**Work instruction:**
Search the records below for "user" and copy every line it turns up in.

╭──

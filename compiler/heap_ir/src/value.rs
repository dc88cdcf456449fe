//! Values of the IR graph.
//!
//! Every node of a [`Module`](crate::Module) is a value: functions,
//! constants, arguments, and instructions alike. A value is identified by
//! a [`ValueId`] and described by a [`ValueKind`] tag plus its type.

use std::fmt;

use smallvec::SmallVec;

use crate::constant::Constant;
use crate::ty::TyIdx;

// ── ID newtypes ─────────────────────────────────────────────────────

/// Value ID within a module.
///
/// IDs are allocated sequentially starting from 0 and are only meaningful
/// for the module that allocated them.
#[derive(Clone, Copy, Debug, PartialEq, Eq, Hash, PartialOrd, Ord)]
#[cfg_attr(feature = "cache", derive(serde::Serialize, serde::Deserialize))]
#[repr(transparent)]
pub struct ValueId(u32);

impl ValueId {
    /// Create a new value ID from a raw index.
    #[inline]
    pub fn new(raw: u32) -> Self {
        Self(raw)
    }

    /// Get the raw `u32` value.
    #[inline]
    pub fn raw(self) -> u32 {
        self.0
    }

    /// Get the index as `usize` (for indexing into `Vec`s).
    #[inline]
    pub fn index(self) -> usize {
        self.0 as usize
    }
}

impl fmt::Display for ValueId {
    fn fmt(&self, f: &mut fmt::Formatter<'_>) -> fmt::Result {
        write!(f, "%{}", self.0)
    }
}

// ── Operations ──────────────────────────────────────────────────────

/// Conversion opcodes.
///
/// Only [`BitCast`](CastOp::BitCast) reinterprets a value without changing
/// its bits; the others convert. `Trunc` and `ZExt` fit an allocation count
/// to the allocator's size type.
#[derive(Clone, Copy, Debug, PartialEq, Eq, Hash)]
#[cfg_attr(feature = "cache", derive(serde::Serialize, serde::Deserialize))]
pub enum CastOp {
    BitCast,
    Trunc,
    ZExt,
    PtrToInt,
}

/// Binary integer opcodes.
#[derive(Clone, Copy, Debug, PartialEq, Eq, Hash)]
#[cfg_attr(feature = "cache", derive(serde::Serialize, serde::Deserialize))]
pub enum BinOp {
    Add,
    Mul,
    Shl,
}

// ── Values ──────────────────────────────────────────────────────────

/// What a value is.
#[derive(Clone, Debug, PartialEq, Eq, Hash)]
#[cfg_attr(feature = "cache", derive(serde::Serialize, serde::Deserialize))]
pub enum ValueKind {
    /// Formal argument of the enclosing function.
    Argument { index: u32 },
    /// A declared or defined function, addressable by name.
    Function { name: String },
    /// A uniqued constant.
    Constant(Constant),
    /// Direct or indirect call: `callee(args...)`.
    Call {
        callee: ValueId,
        args: SmallVec<[ValueId; 2]>,
    },
    /// Single-operand conversion to the value's type.
    Cast { op: CastOp, operand: ValueId },
    /// Binary integer operation; the result has the type of `lhs`.
    Binary {
        op: BinOp,
        lhs: ValueId,
        rhs: ValueId,
    },
    /// Memory write; a typical use that escapes a pointer.
    Store { value: ValueId, ptr: ValueId },
    Return { value: Option<ValueId> },
}

impl ValueKind {
    /// Operands in positional order.
    ///
    /// A call's callee is operand 0 and its arguments follow, so the size
    /// argument of an allocation call is operand 1.
    pub fn operands(&self) -> SmallVec<[ValueId; 4]> {
        match self {
            ValueKind::Argument { .. } | ValueKind::Function { .. } | ValueKind::Constant(_) => {
                SmallVec::new()
            }
            ValueKind::Call { callee, args } => {
                let mut ops = SmallVec::with_capacity(1 + args.len());
                ops.push(*callee);
                ops.extend_from_slice(args);
                ops
            }
            ValueKind::Cast { operand, .. } => smallvec::smallvec![*operand],
            ValueKind::Binary { lhs, rhs, .. } => smallvec::smallvec![*lhs, *rhs],
            ValueKind::Store { value, ptr } => smallvec::smallvec![*value, *ptr],
            ValueKind::Return { value } => value.iter().copied().collect(),
        }
    }
}

/// A value stored in a module: its kind and its static type.
#[derive(Clone, Debug, PartialEq, Eq)]
pub struct ValueData {
    pub kind: ValueKind,
    pub ty: TyIdx,
}

/// One use of a value: `user`'s operand number `operand` refers to it.
#[derive(Clone, Copy, Debug, PartialEq, Eq, Hash)]
pub struct Use {
    pub user: ValueId,
    pub operand: u32,
}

╰──

**Task response:**
/// One use of a value: `user`'s operand number `operand` refers to it.
    pub user: ValueId,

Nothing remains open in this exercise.